En août 1967, la popularité aux États-Unis de la guerre menée par le président Johnson est au plus bas (33% soutiennent cette politique, pour 53% qui la rejettent. Source : D.M. Barret, Uncertain warriors : Johnson and his Vietnam advisers). Le Congrès et l’opinion publique soutiennent la politique qui consiste à maintenir un Viêt-Nam du sud « libre », mais pas les moyens ; à savoir les bombardements massifs sur le nord et toujours plus de soldats sur place (500 000 au plus fort du déploiement en 1968) avec les pertes que cela implique. Johnson cherche donc à justifier l’engagement militaire comme un sacrifice pour le soutien d’un gouvernement « élu et légitime » représentant la volonté des sud-Vietnamiens. Sur le taux de participation, les conclusions des chercheurs étaient tout aussi éloquentes [3] :
« Selon les estimations U.S. officielles, près d’un tiers des 17 millions d’habitants du sud-Viêt-Nam se trouvait en territoire contrôlé par le Viêt-Công et ne put donc pas voter. Le gouvernement lui-même a disqualifia des dizaines de milliers d’électeurs, et nombre de bouddhistes, victimes de mauvais traitement par la junte, boycottèrent les élections. De plus, le ticket militaire de Thieu et Ky ne reçut que 35% des suffrages, loin d’un mandat populaire. Les règlements électoraux imposés par la junte stipulaient qu’aussi bas que puisse être le pourcentage de votes obtenus par un candidat vainqueur, il n’y aurait pas de second tour, car cela aurait permis à des candidats civils de joindre leurs forces lors d’un second scrutin. ».

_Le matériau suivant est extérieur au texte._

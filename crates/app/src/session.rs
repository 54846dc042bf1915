//! Recording session: activation lifecycle around the registry and poller.

use std::sync::{Arc, Mutex, MutexGuard, PoisonError};

use fitrecord_domain::error::SessionError;
use fitrecord_domain::sample::TelemetryFrame;
use fitrecord_domain::sensor::SensorConfig;
use tokio::runtime::Handle;
use tokio::sync::{broadcast, mpsc};
use tokio::task::JoinHandle;

use crate::context::{Platform, SessionContext};
use crate::event_bus::{DeactivationReason, SessionEvent, SessionEventBus};
use crate::poller::TelemetryPoller;
use crate::ports::TelemetrySink;
use crate::registry::SensorRegistry;

const EVENT_CAPACITY: usize = 64;

struct Active {
    generation: u64,
    registry: Arc<SensorRegistry>,
    poller: JoinHandle<()>,
    pokes: mpsc::Sender<()>,
    _context: SessionContext,
}

#[derive(Default)]
struct State {
    generation: u64,
    active: Option<Active>,
}

struct Inner<S> {
    platform: Platform,
    sink: Arc<S>,
    events: SessionEventBus,
    runtime: Handle,
    state: Mutex<State>,
}

/// A recording session. Cheap to clone; clones share the same state.
pub struct RecordingSession<S> {
    inner: Arc<Inner<S>>,
}

impl<S> Clone for RecordingSession<S> {
    fn clone(&self) -> Self {
        Self {
            inner: Arc::clone(&self.inner),
        }
    }
}

impl<S: TelemetrySink> RecordingSession<S> {
    pub fn new(platform: Platform, sink: S, runtime: Handle) -> Self {
        Self {
            inner: Arc::new(Inner {
                platform,
                sink: Arc::new(sink),
                events: SessionEventBus::new(EVENT_CAPACITY),
                runtime,
                state: Mutex::new(State::default()),
            }),
        }
    }

    #[must_use]
    pub fn subscribe(&self) -> broadcast::Receiver<SessionEvent> {
        self.inner.events.subscribe()
    }

    /// Start recording from `configs`. No-op when already active.
    ///
    /// # Errors
    ///
    /// [`SessionError::Registry`] when the sensor list is rejected; whatever
    /// was started is torn down again and the session stays inactive. A
    /// single sensor failing to start does not fail activation.
    pub fn activate(&self, configs: &[SensorConfig]) -> Result<(), SessionError> {
        let mut state = self.inner.lock();
        if state.active.is_some() {
            tracing::debug!("session already active");
            return Ok(());
        }

        let context = SessionContext::new(self.inner.platform.clone());
        let registry = Arc::new(SensorRegistry::new());
        if let Err(err) = registry.init(&context, configs) {
            registry.destroy();
            return Err(err.into());
        }

        state.generation += 1;
        let generation = state.generation;
        let (pokes, pokes_rx) = mpsc::channel(1);
        let poller = TelemetryPoller::new(
            Arc::clone(&registry),
            Arc::clone(&self.inner.sink),
            self.inner.events.clone(),
        );
        let session = Arc::downgrade(&self.inner);
        let poller = self.inner.runtime.spawn(async move {
            poller.run(pokes_rx).await;
            if let Some(inner) = session.upgrade() {
                inner.end(Some(generation), DeactivationReason::Idle);
            }
        });

        state.active = Some(Active {
            generation,
            registry,
            poller,
            pokes,
            _context: context,
        });
        drop(state);

        tracing::info!(sensors = configs.len(), "session activated");
        self.inner.events.publish(SessionEvent::Activated);
        Ok(())
    }

    /// Stop recording. Safe to call when inactive.
    pub fn deactivate(&self) {
        self.inner.end(None, DeactivationReason::Requested);
    }

    #[must_use]
    pub fn is_active(&self) -> bool {
        self.inner.lock().active.is_some()
    }

    /// Collect and forward a frame now instead of waiting for the next
    /// tick. Returns `false` when inactive or a poll is already pending.
    pub fn poll_now(&self) -> bool {
        self.inner
            .lock()
            .active
            .as_ref()
            .is_some_and(|active| active.pokes.try_send(()).is_ok())
    }

    /// Current frame without forwarding it.
    #[must_use]
    pub fn snapshot(&self) -> Option<TelemetryFrame> {
        self.inner
            .lock()
            .active
            .as_ref()
            .map(|active| active.registry.collect_data())
    }
}

impl<S> Inner<S> {
    fn lock(&self) -> MutexGuard<'_, State> {
        self.state.lock().unwrap_or_else(PoisonError::into_inner)
    }

    /// Tear down the active session, if any. With `generation`, only that
    /// activation is ended.
    fn end(&self, generation: Option<u64>, reason: DeactivationReason) {
        let active = {
            let mut state = self.lock();
            let current = state
                .active
                .as_ref()
                .is_some_and(|active| generation.is_none_or(|g| g == active.generation));
            if !current {
                return;
            }
            state.active.take()
        };
        let Some(active) = active else {
            return;
        };

        active.poller.abort();
        active.registry.destroy();
        drop(active);

        tracing::info!(?reason, "session deactivated");
        self.events.publish(SessionEvent::Deactivated { reason });
    }
}

#[cfg(test)]
mod tests {
    use std::sync::atomic::Ordering;
    use std::time::Duration;

    use fitrecord_domain::error::SinkError;
    use fitrecord_domain::gatt::HEART_RATE_MEASUREMENT;
    use fitrecord_domain::sample::Sample;

    use super::*;
    use crate::context::testing::{Fakes, ManualLocation};
    use crate::poller::IDLE_AUTO_OFF_TICKS;
    use crate::ports::SinkReply;

    #[derive(Default)]
    struct RecordingSink {
        frames: Mutex<Vec<TelemetryFrame>>,
        reply: SinkReply,
    }

    impl RecordingSink {
        fn recording() -> Self {
            Self {
                frames: Mutex::default(),
                reply: SinkReply {
                    data: Sample::new().with("status", 0.0),
                    status_text: Some("Recording".into()),
                },
            }
        }
    }

    impl TelemetrySink for RecordingSink {
        async fn forward(&self, frame: TelemetryFrame) -> Result<SinkReply, SinkError> {
            self.frames.lock().unwrap().push(frame);
            Ok(self.reply.clone())
        }
    }

    fn session(fakes: &Fakes, sink: RecordingSink) -> RecordingSession<RecordingSink> {
        RecordingSession::new(fakes.platform(), sink, Handle::current())
    }

    fn configs(ids: &[&str]) -> Vec<SensorConfig> {
        ids.iter().map(|id| SensorConfig::new(*id)).collect()
    }

    fn frames(session: &RecordingSession<RecordingSink>) -> Vec<TelemetryFrame> {
        session.inner.sink.frames.lock().unwrap().clone()
    }

    #[tokio::test(start_paused = true)]
    async fn should_activate_and_forward_frames_every_second() {
        let fakes = Fakes::new();
        let session = session(&fakes, RecordingSink::recording());
        let mut events = session.subscribe();

        session.activate(&configs(&["time", "AA:BB"])).unwrap();
        assert!(session.is_active());
        assert_eq!(fakes.wake_count(), 1);
        assert_eq!(events.recv().await.unwrap(), SessionEvent::Activated);

        let mut connection = fakes.connector.take("AA:BB");
        connection.callbacks.on_data(HEART_RATE_MEASUREMENT, &[0x00, 75]);

        tokio::time::sleep(Duration::from_millis(2_500)).await;
        let frames = frames(&session);
        assert_eq!(frames.len(), 2);
        assert_eq!(frames[1].get("AA:BB"), Some(&Sample::new().with("hrm", 75.0)));
        assert!(frames[1].get("time").is_some());

        assert_eq!(
            events.recv().await.unwrap(),
            SessionEvent::StatusText("Recording".into())
        );
        assert_eq!(
            events.recv().await.unwrap(),
            SessionEvent::SensorData(Sample::new().with("status", 0.0))
        );
    }

    #[tokio::test(start_paused = true)]
    async fn should_ignore_second_activation() {
        let fakes = Fakes::new();
        let session = session(&fakes, RecordingSink::recording());

        session.activate(&configs(&["AA:BB"])).unwrap();
        session.activate(&configs(&["AA:BB", "CC:DD"])).unwrap();

        assert_eq!(fakes.connector.count(), 1);
        assert_eq!(fakes.wake_count(), 1);
    }

    #[tokio::test(start_paused = true)]
    async fn should_release_everything_on_deactivate() {
        let fakes = Fakes::new();
        let session = session(&fakes, RecordingSink::recording());
        session.activate(&configs(&["location", "AA:BB"])).unwrap();
        let mut events = session.subscribe();

        session.deactivate();
        session.deactivate();

        assert!(!session.is_active());
        assert_eq!(fakes.wake_count(), 0);
        assert!(fakes.connector.take("AA:BB").disconnector.is_requested());
        assert_eq!(fakes.location.stops.load(Ordering::SeqCst), 1);
        assert_eq!(
            events.recv().await.unwrap(),
            SessionEvent::Deactivated {
                reason: DeactivationReason::Requested
            }
        );
        assert!(events.try_recv().is_err());

        tokio::time::sleep(Duration::from_secs(5)).await;
        assert!(frames(&session).is_empty());
    }

    #[tokio::test(start_paused = true)]
    async fn should_switch_off_after_idle_threshold() {
        let fakes = Fakes::new();
        let session = session(&fakes, RecordingSink::default());
        session.activate(&configs(&["time"])).unwrap();
        let mut events = session.subscribe();

        tokio::time::sleep(Duration::from_millis(299_500)).await;
        assert!(session.is_active());

        tokio::time::sleep(Duration::from_secs(1)).await;
        assert!(!session.is_active());
        assert_eq!(fakes.wake_count(), 0);
        assert_eq!(frames(&session).len(), IDLE_AUTO_OFF_TICKS as usize);

        let mut reasons = Vec::new();
        while let Ok(event) = events.try_recv() {
            if let SessionEvent::Deactivated { reason } = event {
                reasons.push(reason);
            }
        }
        assert_eq!(reasons, vec![DeactivationReason::Idle]);
    }

    #[tokio::test(start_paused = true)]
    async fn should_reset_idle_count_on_reactivation() {
        let fakes = Fakes::new();
        let session = session(&fakes, RecordingSink::default());
        session.activate(&configs(&["time"])).unwrap();
        tokio::time::sleep(Duration::from_millis(200_500)).await;
        session.deactivate();

        session.activate(&configs(&["time"])).unwrap();
        tokio::time::sleep(Duration::from_secs(200)).await;
        assert!(session.is_active());
    }

    #[tokio::test(start_paused = true)]
    async fn should_stay_active_without_sensor_that_failed_to_start() {
        let fakes = Fakes::with_location(ManualLocation {
            denied: true,
            ..ManualLocation::default()
        });
        let session = session(&fakes, RecordingSink::recording());

        session.activate(&configs(&["AA:BB", "location"])).unwrap();
        assert!(session.is_active());
        assert_eq!(fakes.wake_count(), 1);
        assert!(!fakes.connector.take("AA:BB").disconnector.is_requested());
        assert!(fakes.location.listener.lock().unwrap().is_none());
    }

    #[tokio::test(start_paused = true)]
    async fn should_poll_immediately_on_request() {
        let fakes = Fakes::new();
        let session = session(&fakes, RecordingSink::recording());
        assert!(!session.poll_now());

        session.activate(&configs(&["time"])).unwrap();
        assert!(session.poll_now());
        tokio::time::sleep(Duration::from_millis(10)).await;
        assert_eq!(frames(&session).len(), 1);
    }

    #[tokio::test(start_paused = true)]
    async fn should_expose_snapshot_while_active() {
        let fakes = Fakes::new();
        let session = session(&fakes, RecordingSink::recording());
        assert!(session.snapshot().is_none());

        session.activate(&configs(&["time"])).unwrap();
        let frame = session.snapshot().unwrap();
        assert!(frame.get("time").unwrap().get("now").is_some());
    }
}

Le 1er septembre 1966, plus de douze ans après les accords de Genève et presque un an jour pour jour avant les « élections » tragi-comiques de Saigon, le général de Gaulle réaffirmait lors de son « coup d’éclat » de Phnom Penh son attachement au respect de ces accords qui devaient mettre fin à toute occupation étrangère avant la tenue d’élections libres dans l’ensemble du Viêt-Nam. Il exprimait par ailleurs son inquiétude à propos de l’escalade militaire états-unienne, qui devenait selon lui « de plus en plus menaçante pour la paix mondiale ». On pourrait pousser la logique du parallèle très loin, et juger l’attitude de notre gouvernement actuel, qui se réclamait traditionnellement de l’héritage gaulliste, en la confrontant à celle de son père spirituel, intransigeante dans une situation similaire sur le plan des lois et conventions internationales. Mais ce n’est pas là toute la réalité. La réalité, c’est également qu’au Viêt-Nam, il n’y avait pas de pétrole.
[1] « Hô Chi Minh », par Jean Lacouture, éditions du Seuil, 1969.
[2] Dans « The Vietnam experience : America takes over, 1965-67. », par un collectif de chercheurs, The Boston Publishing Company (épuisé), cité par Bill Christison dans Counterpunch du 4 février 2005.
[3] « The Vietnam experience : America takes over, 1965-67. », Op. Cit.